#### EXERCISE INPUTS
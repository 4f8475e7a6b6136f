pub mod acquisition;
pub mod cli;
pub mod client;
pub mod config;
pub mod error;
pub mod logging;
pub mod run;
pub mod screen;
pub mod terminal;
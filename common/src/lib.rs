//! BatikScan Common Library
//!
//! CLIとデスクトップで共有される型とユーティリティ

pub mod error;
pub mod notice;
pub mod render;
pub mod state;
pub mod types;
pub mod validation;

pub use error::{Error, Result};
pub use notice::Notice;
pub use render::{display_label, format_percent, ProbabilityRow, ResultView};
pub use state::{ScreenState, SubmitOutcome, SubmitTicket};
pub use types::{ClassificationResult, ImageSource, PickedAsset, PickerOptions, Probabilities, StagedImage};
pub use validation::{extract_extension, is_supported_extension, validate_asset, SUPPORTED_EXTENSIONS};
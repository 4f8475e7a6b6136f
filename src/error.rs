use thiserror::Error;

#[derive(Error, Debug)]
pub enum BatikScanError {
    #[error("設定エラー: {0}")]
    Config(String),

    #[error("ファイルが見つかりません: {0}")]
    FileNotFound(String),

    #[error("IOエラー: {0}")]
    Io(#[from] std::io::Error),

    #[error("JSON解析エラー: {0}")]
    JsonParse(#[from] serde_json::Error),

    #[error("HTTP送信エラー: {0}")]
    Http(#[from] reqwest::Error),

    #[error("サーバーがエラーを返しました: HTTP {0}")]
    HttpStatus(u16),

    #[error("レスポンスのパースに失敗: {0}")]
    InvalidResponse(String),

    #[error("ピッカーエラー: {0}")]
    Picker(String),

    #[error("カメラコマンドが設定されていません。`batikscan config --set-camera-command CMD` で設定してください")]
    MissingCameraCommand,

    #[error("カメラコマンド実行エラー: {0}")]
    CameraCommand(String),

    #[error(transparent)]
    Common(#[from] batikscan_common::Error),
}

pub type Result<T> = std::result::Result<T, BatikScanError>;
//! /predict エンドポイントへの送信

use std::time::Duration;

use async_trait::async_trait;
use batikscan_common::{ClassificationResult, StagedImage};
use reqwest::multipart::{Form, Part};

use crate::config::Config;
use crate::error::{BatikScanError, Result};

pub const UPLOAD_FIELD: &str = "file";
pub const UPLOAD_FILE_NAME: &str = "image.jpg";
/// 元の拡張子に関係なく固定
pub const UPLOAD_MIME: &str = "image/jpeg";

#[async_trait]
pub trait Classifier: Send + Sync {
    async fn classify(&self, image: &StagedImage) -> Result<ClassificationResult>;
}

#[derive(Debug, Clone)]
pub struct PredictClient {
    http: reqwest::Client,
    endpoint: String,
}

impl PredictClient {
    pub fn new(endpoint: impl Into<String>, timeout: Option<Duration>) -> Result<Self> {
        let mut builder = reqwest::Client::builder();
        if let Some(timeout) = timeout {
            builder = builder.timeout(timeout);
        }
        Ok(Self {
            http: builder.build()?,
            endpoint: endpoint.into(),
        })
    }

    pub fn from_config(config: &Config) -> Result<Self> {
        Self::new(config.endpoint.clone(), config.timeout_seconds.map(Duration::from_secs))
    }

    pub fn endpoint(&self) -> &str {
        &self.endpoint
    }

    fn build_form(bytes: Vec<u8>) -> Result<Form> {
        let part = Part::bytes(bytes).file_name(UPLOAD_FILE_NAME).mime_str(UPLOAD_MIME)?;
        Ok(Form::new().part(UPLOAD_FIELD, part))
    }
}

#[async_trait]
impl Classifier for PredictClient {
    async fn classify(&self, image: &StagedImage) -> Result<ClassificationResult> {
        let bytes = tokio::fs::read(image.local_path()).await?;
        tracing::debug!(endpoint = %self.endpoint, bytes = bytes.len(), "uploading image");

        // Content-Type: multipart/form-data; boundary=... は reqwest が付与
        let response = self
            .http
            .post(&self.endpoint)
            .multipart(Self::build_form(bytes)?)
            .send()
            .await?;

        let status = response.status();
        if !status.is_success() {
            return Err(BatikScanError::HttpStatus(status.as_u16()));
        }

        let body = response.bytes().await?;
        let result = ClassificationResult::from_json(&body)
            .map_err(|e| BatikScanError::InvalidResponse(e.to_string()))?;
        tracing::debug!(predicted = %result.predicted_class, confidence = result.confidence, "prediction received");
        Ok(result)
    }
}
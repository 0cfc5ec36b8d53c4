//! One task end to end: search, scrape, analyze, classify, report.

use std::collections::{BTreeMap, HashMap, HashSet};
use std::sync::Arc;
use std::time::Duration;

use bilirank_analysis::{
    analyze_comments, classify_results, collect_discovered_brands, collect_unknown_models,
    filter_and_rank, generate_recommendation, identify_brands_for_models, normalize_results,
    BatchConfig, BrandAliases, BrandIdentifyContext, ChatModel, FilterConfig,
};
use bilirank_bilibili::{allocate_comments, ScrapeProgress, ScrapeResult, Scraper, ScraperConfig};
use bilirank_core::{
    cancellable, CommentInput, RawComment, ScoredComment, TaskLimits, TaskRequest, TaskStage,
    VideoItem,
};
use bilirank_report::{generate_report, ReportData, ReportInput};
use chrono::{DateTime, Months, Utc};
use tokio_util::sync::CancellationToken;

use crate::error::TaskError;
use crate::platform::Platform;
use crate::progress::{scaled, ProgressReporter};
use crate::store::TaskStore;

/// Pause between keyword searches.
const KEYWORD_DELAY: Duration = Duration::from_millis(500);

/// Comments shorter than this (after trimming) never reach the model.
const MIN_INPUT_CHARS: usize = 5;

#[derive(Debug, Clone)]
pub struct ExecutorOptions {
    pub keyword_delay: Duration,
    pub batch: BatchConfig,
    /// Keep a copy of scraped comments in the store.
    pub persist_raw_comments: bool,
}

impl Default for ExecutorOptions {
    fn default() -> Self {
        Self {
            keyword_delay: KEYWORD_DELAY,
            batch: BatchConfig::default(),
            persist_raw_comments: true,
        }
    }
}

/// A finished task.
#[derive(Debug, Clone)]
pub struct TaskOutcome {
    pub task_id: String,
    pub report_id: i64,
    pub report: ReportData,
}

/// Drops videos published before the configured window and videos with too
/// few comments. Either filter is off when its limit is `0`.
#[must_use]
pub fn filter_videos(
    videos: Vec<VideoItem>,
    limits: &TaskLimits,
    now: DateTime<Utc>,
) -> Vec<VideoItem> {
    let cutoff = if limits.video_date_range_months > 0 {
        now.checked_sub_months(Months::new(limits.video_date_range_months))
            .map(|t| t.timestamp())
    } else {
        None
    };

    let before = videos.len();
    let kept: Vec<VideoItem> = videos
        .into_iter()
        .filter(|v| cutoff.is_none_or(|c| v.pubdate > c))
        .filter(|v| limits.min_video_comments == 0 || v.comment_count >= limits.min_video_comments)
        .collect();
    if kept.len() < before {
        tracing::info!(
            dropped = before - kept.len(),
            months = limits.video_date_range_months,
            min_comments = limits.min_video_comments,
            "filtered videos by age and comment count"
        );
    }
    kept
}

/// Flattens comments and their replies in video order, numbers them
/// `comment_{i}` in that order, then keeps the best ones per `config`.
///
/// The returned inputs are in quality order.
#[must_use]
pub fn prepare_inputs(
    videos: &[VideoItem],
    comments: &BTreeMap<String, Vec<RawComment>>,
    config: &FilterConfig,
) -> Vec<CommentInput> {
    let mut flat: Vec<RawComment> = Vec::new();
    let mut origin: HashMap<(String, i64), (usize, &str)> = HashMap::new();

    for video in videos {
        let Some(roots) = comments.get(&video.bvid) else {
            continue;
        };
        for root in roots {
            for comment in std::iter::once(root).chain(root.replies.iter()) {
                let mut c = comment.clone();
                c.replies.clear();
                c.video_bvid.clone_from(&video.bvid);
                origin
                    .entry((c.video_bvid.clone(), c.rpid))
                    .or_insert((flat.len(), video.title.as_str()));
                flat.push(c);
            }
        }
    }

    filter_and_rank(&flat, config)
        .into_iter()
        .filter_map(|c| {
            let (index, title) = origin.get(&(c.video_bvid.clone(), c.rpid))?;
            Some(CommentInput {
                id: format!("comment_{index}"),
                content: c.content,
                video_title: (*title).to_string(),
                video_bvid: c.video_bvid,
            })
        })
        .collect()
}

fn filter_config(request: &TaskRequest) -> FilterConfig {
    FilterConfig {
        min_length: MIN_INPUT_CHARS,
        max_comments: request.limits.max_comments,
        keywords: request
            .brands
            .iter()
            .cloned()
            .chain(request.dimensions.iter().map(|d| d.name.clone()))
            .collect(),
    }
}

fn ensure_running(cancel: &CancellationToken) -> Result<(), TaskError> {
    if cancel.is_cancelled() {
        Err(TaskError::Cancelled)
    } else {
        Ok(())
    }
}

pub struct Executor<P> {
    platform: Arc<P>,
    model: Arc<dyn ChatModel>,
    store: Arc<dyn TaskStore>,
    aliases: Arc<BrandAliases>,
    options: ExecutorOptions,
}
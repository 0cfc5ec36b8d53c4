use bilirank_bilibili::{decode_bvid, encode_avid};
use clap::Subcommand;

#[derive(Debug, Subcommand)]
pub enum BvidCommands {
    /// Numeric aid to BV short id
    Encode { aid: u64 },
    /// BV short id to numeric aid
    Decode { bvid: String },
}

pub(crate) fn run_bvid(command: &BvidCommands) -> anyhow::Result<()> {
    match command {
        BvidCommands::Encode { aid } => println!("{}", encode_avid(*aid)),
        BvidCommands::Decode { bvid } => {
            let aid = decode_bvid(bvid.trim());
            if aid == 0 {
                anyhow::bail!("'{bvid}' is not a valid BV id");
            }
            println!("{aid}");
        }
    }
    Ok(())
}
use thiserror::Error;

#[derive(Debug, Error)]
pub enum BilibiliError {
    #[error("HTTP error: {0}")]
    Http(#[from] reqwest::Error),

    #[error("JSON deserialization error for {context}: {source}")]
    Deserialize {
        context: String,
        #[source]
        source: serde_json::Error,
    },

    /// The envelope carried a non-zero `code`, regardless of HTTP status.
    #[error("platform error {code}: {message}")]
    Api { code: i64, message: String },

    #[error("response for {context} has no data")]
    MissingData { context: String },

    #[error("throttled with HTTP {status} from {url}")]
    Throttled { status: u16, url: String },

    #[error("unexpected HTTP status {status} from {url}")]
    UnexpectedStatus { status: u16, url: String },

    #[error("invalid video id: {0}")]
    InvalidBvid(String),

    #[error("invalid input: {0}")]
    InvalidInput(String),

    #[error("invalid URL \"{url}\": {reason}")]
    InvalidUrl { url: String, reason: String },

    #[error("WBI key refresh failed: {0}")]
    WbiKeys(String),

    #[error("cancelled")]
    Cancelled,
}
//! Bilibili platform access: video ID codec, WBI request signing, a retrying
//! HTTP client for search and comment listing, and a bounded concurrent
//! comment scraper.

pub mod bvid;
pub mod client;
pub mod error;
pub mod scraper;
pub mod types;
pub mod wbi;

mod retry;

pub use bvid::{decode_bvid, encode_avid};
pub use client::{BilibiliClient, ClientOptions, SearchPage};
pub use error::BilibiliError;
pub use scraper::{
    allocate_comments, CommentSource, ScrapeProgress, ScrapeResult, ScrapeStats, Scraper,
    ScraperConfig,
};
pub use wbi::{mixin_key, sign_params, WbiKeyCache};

#### ABOUT THIS EXERCISE
Your answer should reproduce each line of the listing that holds the word "BrandAliases".

#### TASK RESPONSE
    BatchConfig, BrandAliases, BrandIdentifyContext, ChatModel, FilterConfig,
    aliases: Arc<BrandAliases>,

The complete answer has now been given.